Dia bersama dengan tim yang ada bekerja keras untuk menciptakan. Mereka juga berkoordinasi dengan pihak Toyota Jepang karena terkait dengan mesin sampai akhirnya produk selesai dibuat.
Pihak PT TAM sendiri berharap, menghadirkan produk baru akan mendudukan kedua produk antara Kijang dengan produk baru yang belakangan dinamai Avanza menjadi sama-sama di angka 5.000 unit per bulan.
"Tapi faktanya justru tidak sesauai dengan harapan. Di luar dugaan permintaan Avanza jauh lebih tinggi, saat diproduksi 5.000 unit permintaan jadi 7.000 unit, saat produksi dinaikkan 8.000 permintaan justru melonjak jadi 10 ribu, sempat dinaikan 10 ribu permintaan 12 ribu," kata Johnny.

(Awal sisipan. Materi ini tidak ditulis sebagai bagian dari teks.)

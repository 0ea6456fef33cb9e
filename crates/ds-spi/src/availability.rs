//! Node-availability cache boundary.

/// Receives node health so other subsystems can skip nodes known to be down.
///
/// Calls are fire-and-forget and must not block.
pub trait NodeAvailabilityCache: Send + Sync {
    /// Records whether `node` is currently usable.
    fn set_available(&self, node: &str, available: bool);
}

/// Cache that ignores every update.
#[derive(Debug, Default, Clone, Copy)]
pub struct NullAvailabilityCache;

impl NodeAvailabilityCache for NullAvailabilityCache {
    fn set_available(&self, _node: &str, _available: bool) {}
}
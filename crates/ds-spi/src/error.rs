//! Errors reported by collaborator implementations.
//!
//! Messages must not include passwords or ticket contents.

use thiserror::Error;

/// Errors that can occur at the collaborator boundary.
#[derive(Debug, Error)]
pub enum SpiError {
    /// The endpoint could not be reached or the session broke.
    #[error("transport error: {0}")]
    Transport(String),

    /// A network step exceeded its budget.
    #[error("operation timed out")]
    Timeout,

    /// The server rejected the supplied credentials.
    #[error("credentials rejected: {0}")]
    CredentialsRejected(String),

    /// The server or client cannot perform the requested mechanism.
    #[error("mechanism not supported: {0}")]
    MechanismUnsupported(String),

    /// The credential store failed.
    #[error("credential store error: {0}")]
    CredentialStore(String),

    /// A host name could not be resolved.
    #[error("resolution failed: {0}")]
    Resolve(String),

    /// The server answered with a protocol-level failure.
    #[error("protocol error: {0}")]
    Protocol(String),

    /// The collaborator does not implement the operation.
    #[error("operation not supported: {0}")]
    Unsupported(String),
}

impl SpiError {
    /// Creates a transport error.
    #[must_use]
    pub fn transport(msg: impl Into<String>) -> Self {
        Self::Transport(msg.into())
    }

    /// Creates a credentials-rejected error.
    #[must_use]
    pub fn rejected(msg: impl Into<String>) -> Self {
        Self::CredentialsRejected(msg.into())
    }

    /// Creates an unsupported-operation error.
    #[must_use]
    pub fn unsupported(msg: impl Into<String>) -> Self {
        Self::Unsupported(msg.into())
    }

    /// Checks if this is an authentication error.
    #[must_use]
    pub const fn is_auth_error(&self) -> bool {
        matches!(self, Self::CredentialsRejected(_) | Self::CredentialStore(_))
    }

    /// Checks if this is a connection-related error.
    #[must_use]
    pub const fn is_connection_error(&self) -> bool {
        matches!(self, Self::Transport(_) | Self::Timeout | Self::Resolve(_))
    }
}

/// Result type for collaborator operations.
pub type SpiResult<T> = Result<T, SpiError>;

#[cfg(test)]
mod tests {
    use super::*;

    #[test]
    fn error_categories() {
        assert!(SpiError::rejected("invalid credentials").is_auth_error());
        assert!(SpiError::CredentialStore("kdc unreachable".to_string()).is_auth_error());
        assert!(SpiError::transport("refused").is_connection_error());
        assert!(SpiError::Timeout.is_connection_error());
        assert!(!SpiError::unsupported("CRAM-MD5").is_connection_error());
        assert!(!SpiError::MechanismUnsupported("X".to_string()).is_auth_error());
    }
}
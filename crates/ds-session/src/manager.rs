//! Connection pool.
//!
//! The pool mutex guards only the map of shared connections and the list of
//! authenticated ones. It is never held while a connection establishes,
//! authenticates or releases a session; those paths can block on the
//! network or the credential store.

use std::collections::HashMap;
use std::sync::Arc;
use std::time::Duration;

use ds_core::{ConnectionStatus, PoolSettings};
use ds_spi::Services;
use futures::future::join_all;
use parking_lot::Mutex;
use tokio::runtime::Handle;
use tokio::task::JoinHandle;
use tokio::time::{interval_at, Instant, MissedTickBehavior};
use tracing::{debug, info, instrument, warn};

use crate::auth::AuthMode;
use crate::connection::Connection;
use crate::error::{SessionError, SessionResult};
use crate::registry::NodeRegistry;
use crate::state::PoolState;

#[derive(Default)]
struct PoolInner {
    connections: HashMap<String, Arc<Connection>>,
    authenticated: Vec<Arc<Connection>>,
}

impl PoolInner {
    fn all(&self) -> Vec<Arc<Connection>> {
        self.connections
            .values()
            .chain(self.authenticated.iter())
            .cloned()
            .collect()
    }
}

struct Shared {
    registry: Arc<NodeRegistry>,
    pool: Mutex<PoolInner>,
    state: PoolState,
    settings: PoolSettings,
}

/// Pool of shared directory connections.
///
/// Cloning is cheap; clones share the same pool.
#[derive(Clone)]
pub struct ConnectionManager {
    shared: Arc<Shared>,
}

impl ConnectionManager {
    /// Creates a manager with its own node registry.
    #[must_use]
    pub fn new(services: Services, settings: PoolSettings) -> Self {
        let registry = Arc::new(NodeRegistry::new(services, settings.race.clone()));
        Self::with_registry(registry, settings)
    }

    /// Creates a manager over an existing registry.
    #[must_use]
    pub fn with_registry(registry: Arc<NodeRegistry>, settings: PoolSettings) -> Self {
        Self {
            shared: Arc::new(Shared {
                registry,
                pool: Mutex::new(PoolInner::default()),
                state: PoolState::new(),
                settings,
            }),
        }
    }

    /// Node registry.
    #[must_use]
    pub fn registry(&self) -> &Arc<NodeRegistry> {
        &self.shared.registry
    }

    /// Pool flags.
    #[must_use]
    pub fn state(&self) -> &PoolState {
        &self.shared.state
    }

    /// Number of pooled shared connections.
    #[must_use]
    pub fn pool_len(&self) -> usize {
        self.shared.pool.lock().connections.len()
    }

    /// Number of retained authenticated connections.
    #[must_use]
    pub fn authenticated_len(&self) -> usize {
        self.shared.pool.lock().authenticated.len()
    }

    // ------------------------------------------------------------------------
    // Connection Lookup
    // ------------------------------------------------------------------------

    /// Returns the shared anonymous connection to `name`.
    ///
    /// A safe pooled connection is returned as is. An unknown one is
    /// revalidated first and evicted if that fails. A new connection is
    /// validated before it is returned; local-socket connections are never
    /// pooled.
    ///
    /// # Errors
    ///
    /// Fails when the node is unknown, disabled or deleted, or when no
    /// session can be established.
    #[instrument(skip(self))]
    pub async fn get_connection(&self, name: &str) -> SessionResult<Arc<Connection>> {
        let pooled = self.shared.pool.lock().connections.get(name).cloned();

        if let Some(conn) = pooled {
            if conn.node().is_deleted() {
                self.evict(name, &conn);
                release_evicted(conn).await;
            } else if !conn.node().is_enabled() {
                return Err(SessionError::NodeDisabled(name.to_string()));
            } else {
                match conn.status() {
                    ConnectionStatus::Safe => return Ok(conn),
                    ConnectionStatus::Unknown => {
                        if let Err(e) = validate(&conn).await {
                            self.evict(name, &conn);
                            release_evicted(conn).await;
                            return Err(e);
                        }
                        return Ok(conn);
                    }
                    ConnectionStatus::Unsafe => {
                        self.launch_check_failed(false);
                        return Err(SessionError::unavailable(name));
                    }
                }
            }
        }

        let node = self.shared.registry.node_for(name)?;
        if !node.is_enabled() {
            return Err(SessionError::NodeDisabled(name.to_string()));
        }

        let conn = if node.is_local_socket() {
            Arc::new(Connection::new(node, AuthMode::Anonymous))
        } else {
            let mut pool = self.shared.pool.lock();
            let entry = pool
                .connections
                .entry(name.to_string())
                .or_insert_with(|| Arc::new(Connection::new(node, AuthMode::Anonymous)));
            Arc::clone(entry)
        };

        validate(&conn).await?;
        Ok(conn)
    }

    /// Replaces `conn` with a writeable clone bound with a password.
    ///
    /// The shared connection is never modified. On success the clone is
    /// retained for maintenance and `conn` points at it.
    ///
    /// # Errors
    ///
    /// Fails when the node is unreachable or the credentials are rejected.
    #[instrument(skip(self, conn, password), fields(node = %conn.node().name()))]
    pub async fn auth_connection(
        &self,
        conn: &mut Arc<Connection>,
        username: &str,
        password: &str,
        kerberos_id: Option<&str>,
    ) -> SessionResult<()> {
        let mode = AuthMode::Password {
            username: username.to_string(),
            password: password.to_string(),
            kerberos_id: kerberos_id.map(str::to_string),
        };
        self.authenticate_clone(conn, mode).await
    }

    /// Replaces `conn` with a writeable clone bound through Kerberos.
    ///
    /// # Errors
    ///
    /// Fails when the node is unreachable or the ticket is refused.
    #[instrument(skip(self, conn), fields(node = %conn.node().name()))]
    pub async fn auth_connection_kerberos(
        &self,
        conn: &mut Arc<Connection>,
        kerberos_id: &str,
    ) -> SessionResult<()> {
        let mode = AuthMode::Kerberos {
            kerberos_id: kerberos_id.to_string(),
        };
        self.authenticate_clone(conn, mode).await
    }

    async fn authenticate_clone(
        &self,
        conn: &mut Arc<Connection>,
        mode: AuthMode,
    ) -> SessionResult<()> {
        let clone = Arc::new(conn.duplicate_with(mode));
        clone.set_writeable(true);

        validate(conn).await?;
        validate(&clone).await?;

        self.shared.pool.lock().authenticated.push(Arc::clone(&clone));
        *conn = clone;
        Ok(())
    }

    fn evict(&self, name: &str, conn: &Arc<Connection>) {
        let mut pool = self.shared.pool.lock();
        if pool
            .connections
            .get(name)
            .is_some_and(|pooled| Arc::ptr_eq(pooled, conn))
        {
            pool.connections.remove(name);
            debug!(node = %name, "connection evicted");
        }
    }

    // ------------------------------------------------------------------------
    // Maintenance
    // ------------------------------------------------------------------------

    /// One maintenance sweep.
    ///
    /// Connections of deleted nodes and idle safe connections held only by
    /// the pool are evicted and released after the pool mutex is dropped.
    /// A session still in use is released once its holder returns it.
    /// Every other connection runs its own tick. A health check is launched
    /// if any survivor is not safe.
    pub async fn periodic_task(&self) {
        if self.shared.state.is_suspended() {
            return;
        }

        let (survivors, evicted) = {
            let mut pool = self.shared.pool.lock();
            let mut survivors = Vec::new();
            let mut evicted = Vec::new();
            let PoolInner {
                connections,
                authenticated,
            } = &mut *pool;

            connections.retain(|_, conn| sweep(conn, &mut survivors, &mut evicted));
            authenticated.retain(|conn| sweep(conn, &mut survivors, &mut evicted));
            (survivors, evicted)
        };

        for conn in &survivors {
            conn.periodic_task().await;
        }
        let needs_check = survivors
            .iter()
            .any(|conn| conn.status() != ConnectionStatus::Safe);
        drop(survivors);

        if !evicted.is_empty() {
            debug!(count = evicted.len(), "releasing evicted connections");
            join_all(evicted.into_iter().map(release_evicted)).await;
        }

        if needs_check {
            self.launch_check_failed(false);
        }
    }

    /// Probes every connection that is not safe.
    ///
    /// Runs outside the pool mutex. Failures only show up as a connection
    /// staying unsafe.
    pub async fn check_failed(&self) {
        if self.shared.state.is_suspended() {
            return;
        }
        let failing: Vec<Arc<Connection>> = self
            .shared
            .pool
            .lock()
            .all()
            .into_iter()
            .filter(|conn| conn.status() != ConnectionStatus::Safe)
            .collect();

        if failing.is_empty() {
            return;
        }
        debug!(count = failing.len(), "checking failed connections");
        join_all(failing.iter().map(|conn| conn.check_failed())).await;
    }

    /// Starts a background health check.
    ///
    /// Returns false when a check is already running, the last one ran too
    /// recently and `force` is not set, the pool is suspended, or there is
    /// no runtime.
    pub fn launch_check_failed(&self, force: bool) -> bool {
        let state = &self.shared.state;
        if state.is_suspended() {
            return false;
        }
        let Ok(runtime) = Handle::try_current() else {
            warn!("no runtime, health check not started");
            return false;
        };
        if !state.try_begin_check(force, self.shared.settings.check_failed_interval()) {
            return false;
        }

        let manager = self.clone();
        runtime.spawn(async move {
            manager.check_failed().await;
            manager.shared.state.end_check();
        });
        true
    }

    /// Suspends reactions to network changes and closes idle sessions.
    ///
    /// Every connection is marked unsafe.
    pub async fn system_going_to_sleep(&self) {
        info!("system going to sleep, suspending connection maintenance");
        self.shared.state.suspend();
        let all = self.shared.pool.lock().all();
        for conn in &all {
            conn.mark_unsafe_and_close_idle().await;
        }
    }

    /// Resumes reactions and treats the wake-up as a network change.
    pub fn system_will_power_on(&self) {
        info!("system powered on, resuming connection maintenance");
        self.shared.state.resume();
        self.network_transition();
    }

    /// Reacts to a change of network configuration.
    ///
    /// Every node is flagged for rediscovery, unsafe connections become
    /// retry-eligible and a health check is forced.
    pub fn network_transition(&self) {
        if self.shared.state.is_suspended() {
            return;
        }
        self.shared.registry.network_transition();
        let all = self.shared.pool.lock().all();
        for conn in &all {
            conn.network_transition();
        }
        self.launch_check_failed(true);
    }

    /// Runs [`periodic_task`](Self::periodic_task) on the configured
    /// maintenance interval until the handle is dropped.
    ///
    /// # Panics
    ///
    /// Panics outside a Tokio runtime.
    #[must_use]
    pub fn start_maintenance(&self) -> MaintenanceHandle {
        let period = self
            .shared
            .settings
            .maintenance_interval()
            .max(Duration::from_secs(1));
        let manager = self.clone();
        let task = tokio::spawn(async move {
            let mut ticker = interval_at(Instant::now() + period, period);
            ticker.set_missed_tick_behavior(MissedTickBehavior::Delay);
            loop {
                ticker.tick().await;
                manager.periodic_task().await;
            }
        });
        MaintenanceHandle { task }
    }
}

impl std::fmt::Debug for ConnectionManager {
    fn fmt(&self, f: &mut std::fmt::Formatter<'_>) -> std::fmt::Result {
        f.debug_struct("ConnectionManager")
            .field("pooled", &self.pool_len())
            .field("authenticated", &self.authenticated_len())
            .field("suspended", &self.shared.state.is_suspended())
            .finish_non_exhaustive()
    }
}

/// Keeps the maintenance task alive; dropping it stops the task.
#[derive(Debug)]
pub struct MaintenanceHandle {
    task: JoinHandle<()>,
}

impl Drop for MaintenanceHandle {
    fn drop(&mut self) {
        self.task.abort();
    }
}

async fn validate(conn: &Connection) -> SessionResult<()> {
    let guard = conn.lock().await?;
    conn.unlock(guard, false).await;
    Ok(())
}

/// Releases an evicted connection without waiting on a session holder.
async fn release_evicted(conn: Arc<Connection>) {
    if conn.release_if_idle().await {
        return;
    }
    debug!(connection = %conn.id(), "evicted connection in use, release deferred");
    tokio::spawn(async move { conn.release().await });
}

fn sweep(
    conn: &Arc<Connection>,
    survivors: &mut Vec<Arc<Connection>>,
    evicted: &mut Vec<Arc<Connection>>,
) -> bool {
    let idle_safe = Arc::strong_count(conn) == 1 && conn.status() == ConnectionStatus::Safe;
    if conn.node().is_deleted() || idle_safe {
        evicted.push(Arc::clone(conn));
        false
    } else {
        survivors.push(Arc::clone(conn));
        true
    }
}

Penjualan tertinggi Toyota Avanza tertinggi pernah dalam satu bulan mencapai angka 19 ribu unit. Lantas mengapa diberinama Avanza? "Sebenarnya saat itu banyak pilihan. Kita siapkan nama-nama binatang di Indonesia. Tapi akhirnya pilih nama Avanza dari bahasa Italia advance. Kenapa Italia? Itu untuk memberikan kesan global minded dan disiapkan untuk diekpor," katanya.
Yang juga membuatnya heran adalah harga jual kembali produk yang justru lebih tinggi dibandingkan harga belinya. "Kebetulan saya punya teman beli harganya Rp 99 juta, tapi empat tahun kemudian kendaraan dijual harganya Rp 105 juta," katanya.